Habría que extender a toda la sociedad la voz de mando en el Ejército que ordena alinearse a los soldados, al grito taxativo de: "A formar!" Pero, añadiendo a ese infinitivo el reflexivo se, que comprometa consigo mismo a cada miembro del cuerpo social: A formarse todos! Esa ha de ser, en efecto, la palabra de orden, en un mundo de cambios imparables que nos trae a todos en jaque y sin resuello, incapaces de asimilar lo nuevo y, menos, de incorporarlo al patrimonio anterior.

No es cuestión, digámoslo pronto, de emprender una carrera jadeante para ponernos al día, para estar a la última, intentando mantener como sea una juventud artificial. Dentro de la ola de cambios destaca, en los países desarrollados, el consumismo, casi frenético, de toda clase de productos, también los intelectuales y culturales.
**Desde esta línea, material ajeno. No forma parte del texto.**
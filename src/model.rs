use std::fmt;

use serde::{Deserialize, Serialize};

use crate::error::ModelError;

#[derive(Debug, Clone, Copy, PartialEq, Eq, Default)]
pub enum Activation {
    #[default]
    Sigmoid,
    ReLU,
    Tanh,
    Linear,
}

impl Activation {
    pub const ALL: [Activation; 4] = [
        Activation::Sigmoid,
        Activation::ReLU,
        Activation::Tanh,
        Activation::Linear,
    ];

    pub fn label(self) -> &'static str {
        match self {
            Activation::Sigmoid => "Sigmoid",
            Activation::ReLU => "ReLU",
            Activation::Tanh => "Tanh",
            Activation::Linear => "Linear",
        }
    }
}

impl fmt::Display for Activation {
    fn fmt(&self, f: &mut fmt::Formatter<'_>) -> fmt::Result {
        f.write_str(self.label())
    }
}

#[derive(Debug, Clone, PartialEq)]
pub struct LayerSpec {
    pub neurons: usize,
    pub activation: Activation,
    pub is_input: bool,
}

/// Layer layout used purely for drawing; there are no weights behind it.
#[derive(Debug, Clone, PartialEq)]
pub struct NetworkTopology {
    layers: Vec<LayerSpec>,
    created: String,
}

impl NetworkTopology {
    pub fn builder() -> TopologyBuilder {
        TopologyBuilder::default()
    }

    pub fn layers(&self) -> &[LayerSpec] {
        &self.layers
    }

    pub fn layer_count(&self) -> usize {
        self.layers.len()
    }

    pub fn total_neurons(&self) -> usize {
        self.layers.iter().map(|l| l.neurons).sum()
    }

    pub fn created(&self) -> &str {
        &self.created
    }

    /// The last layer is the output unless it is also the input layer.
    pub fn is_output(&self, layer_idx: usize) -> bool {
        layer_idx + 1 == self.layers.len() && !self.layers[layer_idx].is_input
    }
}

#[derive(Debug, Default, Clone)]
pub struct TopologyBuilder {
    layers: Vec<(usize, Activation)>,
    created: Option<String>,
}

impl TopologyBuilder {
    pub fn layer(mut self, neurons: usize, activation: Activation) -> Self {
        self.layers.push((neurons, activation));
        self
    }

    pub fn created(mut self, label: impl Into<String>) -> Self {
        self.created = Some(label.into());
        self
    }

    pub fn build(self) -> Result<NetworkTopology, ModelError> {
        if self.layers.is_empty() {
            return Err(ModelError::NoLayers);
        }
        let layers = self
            .layers
            .into_iter()
            .enumerate()
            .map(|(index, (neurons, activation))| {
                if neurons == 0 {
                    return Err(ModelError::EmptyLayer { index });
                }
                Ok(LayerSpec {
                    neurons,
                    activation,
                    is_input: index == 0,
                })
            })
            .collect::<Result<Vec<_>, _>>()?;
        Ok(NetworkTopology {
            layers,
            created: self.created.unwrap_or_default(),
        })
    }
}

const TEMPLATES_JSON: &str = r#"[
    { "name": "simple", "layers": [2, 4, 1] },
    { "name": "medium", "layers": [2, 8, 4, 1] },
    { "name": "deep",   "layers": [4, 16, 8, 4, 1] }
]"#;

#[derive(Debug, Clone, Deserialize)]
pub struct NetworkTemplate {
    pub name: String,
    pub layers: Vec<usize>,
}

impl NetworkTemplate {
    /// Rows for the layer editor: a linear input followed by sigmoid layers.
    pub fn rows(&self) -> Vec<(usize, Activation)> {
        self.layers
            .iter()
            .enumerate()
            .map(|(i, &n)| {
                let act = if i == 0 {
                    Activation::Linear
                } else {
                    Activation::Sigmoid
                };
                (n, act)
            })
            .collect()
    }
}

pub fn templates() -> Result<Vec<NetworkTemplate>, ModelError> {
    Ok(serde_json::from_str(TEMPLATES_JSON)?)
}

pub fn template(name: &str) -> Result<NetworkTemplate, ModelError> {
    templates()?
        .into_iter()
        .find(|t| t.name == name)
        .ok_or_else(|| ModelError::UnknownTemplate {
            name: name.to_string(),
        })
}

/// Metadata about a dataset; no samples are ever read.
#[derive(Debug, Clone, PartialEq)]
pub struct DatasetDescriptor {
    pub source: String,
    pub inputs: usize,
    pub outputs: usize,
    pub has_header: bool,
    pub loaded: String,
}

impl DatasetDescriptor {
    pub fn file_name(&self) -> &str {
        self.source.rsplit('/').next().unwrap_or(&self.source)
    }
}

#[derive(Debug, Clone, Copy, PartialEq)]
pub struct ErrorSample {
    pub epoch: u32,
    pub error: f64,
}

/// Predicted-class rows by actual-class columns.
#[derive(Debug, Clone, PartialEq)]
pub struct ConfusionMatrix {
    counts: Vec<Vec<u32>>,
}

impl ConfusionMatrix {
    pub fn new(counts: Vec<Vec<u32>>) -> Result<Self, ModelError> {
        let rows = counts.len();
        if rows == 0 {
            return Err(ModelError::NotSquare {
                rows,
                row: 0,
                len: 0,
            });
        }
        if let Some((row, r)) = counts.iter().enumerate().find(|(_, r)| r.len() != rows) {
            return Err(ModelError::NotSquare {
                rows,
                row,
                len: r.len(),
            });
        }
        Ok(Self { counts })
    }

    /// Fixed matrix shown once a simulated run completes.
    pub fn demo() -> Self {
        Self {
            counts: vec![vec![45, 5], vec![3, 47]],
        }
    }

    pub fn size(&self) -> usize {
        self.counts.len()
    }

    pub fn get(&self, predicted: usize, actual: usize) -> Option<u32> {
        self.counts.get(predicted)?.get(actual).copied()
    }

    pub fn rows(&self) -> &[Vec<u32>] {
        &self.counts
    }

    pub fn max_count(&self) -> u32 {
        self.counts.iter().flatten().copied().max().unwrap_or(0)
    }

    /// Binary scores with class 1 as the positive class. `None` unless the
    /// matrix is 2x2.
    pub fn scores(&self) -> Option<ClassScores> {
        if self.size() != 2 {
            return None;
        }
        let tp = f64::from(self.get(1, 1)?);
        let fp = f64::from(self.get(1, 0)?);
        let fn_ = f64::from(self.get(0, 1)?);
        let ratio = |num: f64, den: f64| if den > 0.0 { num / den } else { 0.0 };
        let precision = ratio(tp, tp + fp);
        let recall = ratio(tp, tp + fn_);
        Some(ClassScores {
            precision,
            recall,
            f1: ratio(2.0 * precision * recall, precision + recall),
        })
    }
}

/// Precision, recall and F1 of a binary confusion matrix. Each score is 0
/// when its denominator is 0.
#[derive(Debug, Clone, Copy, PartialEq)]
pub struct ClassScores {
    pub precision: f64,
    pub recall: f64,
    pub f1: f64,
}

#[derive(Debug, Clone, PartialEq, Serialize)]
pub struct TrainingHistoryEntry {
    pub timestamp: String,
    pub epochs_run: u32,
    pub final_error: f64,
    pub min_error: f64,
    pub duration_secs: u64,
}

#[cfg(test)]
mod tests {
    use super::*;

    #[test]
    fn builder_flags_first_layer_as_input() {
        let topo = NetworkTopology::builder()
            .layer(2, Activation::Linear)
            .layer(3, Activation::ReLU)
            .layer(1, Activation::Sigmoid)
            .build()
            .unwrap();
        let flags: Vec<bool> = topo.layers().iter().map(|l| l.is_input).collect();
        assert_eq!(flags, vec![true, false, false]);
        assert_eq!(topo.total_neurons(), 6);
        assert!(topo.is_output(2));
        assert!(!topo.is_output(1));
    }

    #[test]
    fn single_layer_is_input_not_output() {
        let topo = NetworkTopology::builder()
            .layer(3, Activation::Linear)
            .build()
            .unwrap();
        assert!(!topo.is_output(0));
    }

    #[test]
    fn builder_rejects_empty_and_zero_layers() {
        assert!(matches!(
            NetworkTopology::builder().build(),
            Err(ModelError::NoLayers)
        ));
        assert!(matches!(
            NetworkTopology::builder()
                .layer(2, Activation::Linear)
                .layer(0, Activation::Tanh)
                .build(),
            Err(ModelError::EmptyLayer { index: 1 })
        ));
    }

    #[test]
    fn templates_decode() {
        let deep = template("deep").unwrap();
        assert_eq!(deep.layers, vec![4, 16, 8, 4, 1]);
        let rows = deep.rows();
        assert_eq!(rows[0].1, Activation::Linear);
        assert!(rows[1..].iter().all(|(_, a)| *a == Activation::Sigmoid));
        assert!(matches!(
            template("huge"),
            Err(ModelError::UnknownTemplate { .. })
        ));
    }

    #[test]
    fn confusion_matrix_must_be_square() {
        assert!(ConfusionMatrix::new(vec![]).is_err());
        assert!(ConfusionMatrix::new(vec![vec![1, 2], vec![3]]).is_err());
        let m = ConfusionMatrix::new(vec![vec![1, 2], vec![3, 9]]).unwrap();
        assert_eq!(m.max_count(), 9);
        assert_eq!(m.get(1, 0), Some(3));
        assert_eq!(m.get(2, 0), None);
        assert_eq!(m.get(0, 2), None);
    }

    #[test]
    fn demo_matrix_scores() {
        let scores = ConfusionMatrix::demo().scores().unwrap();
        assert!((scores.precision - 47.0 / 50.0).abs() < 1e-12);
        assert!((scores.recall - 47.0 / 52.0).abs() < 1e-12);
        let f1 = 2.0 * scores.precision * scores.recall / (scores.precision + scores.recall);
        assert!((scores.f1 - f1).abs() < 1e-12);
    }

    #[test]
    fn scores_guard_empty_denominators() {
        let none_predicted = ConfusionMatrix::new(vec![vec![10, 4], vec![0, 0]]).unwrap();
        let scores = none_predicted.scores().unwrap();
        assert_eq!(scores.precision, 0.0);
        assert_eq!(scores.recall, 0.0);
        assert_eq!(scores.f1, 0.0);

        let three = ConfusionMatrix::new(vec![vec![1; 3]; 3]).unwrap();
        assert!(three.scores().is_none());
    }

    #[test]
    fn dataset_file_name_is_last_segment() {
        let ds = DatasetDescriptor {
            source: "data/XOR_dataset.csv".into(),
            inputs: 2,
            outputs: 1,
            has_header: true,
            loaded: String::new(),
        };
        assert_eq!(ds.file_name(), "XOR_dataset.csv");
    }
}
Es la obsesión de muchos por no perderse un cursillo, practicar un deporte de moda, hojear y ojear libros sin digerirlos, viajar sin ton ni son para culturizarse y actualizarse. Y no digamos si se traslada esto a los niños, atiborrándoles el fin de semana con aprendizaje de kárate, de danza, de inglés, de alpinismo y una retahila de ofertas. En fin, una selva en la que ha de abrirse paso a veces la misma catequesis de los pequeños, apareciéndoles como una carga más. La formación permanente, que así se llama y de ella se trata, no consiste tanto en saber más cosas como en saberlas mejor; y más que nada, en cultivar nuestra persona en todas sus dimensiones, aunque sólo vayamos a responder de ello ante nosotros mismos. Se trata de estar en forma, para lo que la vida nos demande. Lo cual exige, además de mantener la figura exterior, que también tiene su importancia, enriquecer el espíritu con ideas fecundas, con nuevas capacidades profesionales y con experiencias interiores valiosas; ensanchar las relaciones humanas y crecer, por múltiples caminos, en bondad y en sabiduría.

No se escapa nadie

Aplicado todo ello a la vida cristiana, en todos los estamentos del Pueblo de Dios, hemos de entender la formación permanente en los términos que la describe el Papa en sus tres Exhortaciones famosas, dirigidas sucesivamente al Clero (Pastores dabo vobis, 1992), a los laicos (Christi fideles laici, 1988) y a los religiosos o asimilados (Vita consecrata, 1996). No pretendo comentarlas; baste con recordar que en la primera exhortación diseña Juan Pablo II, con riqueza de conceptos y buena puntería de análisis, el currículo formativo de los ministros de la Iglesia, desde los años primaverales del Seminario hasta el crepúsculo luminoso de su ancianidad.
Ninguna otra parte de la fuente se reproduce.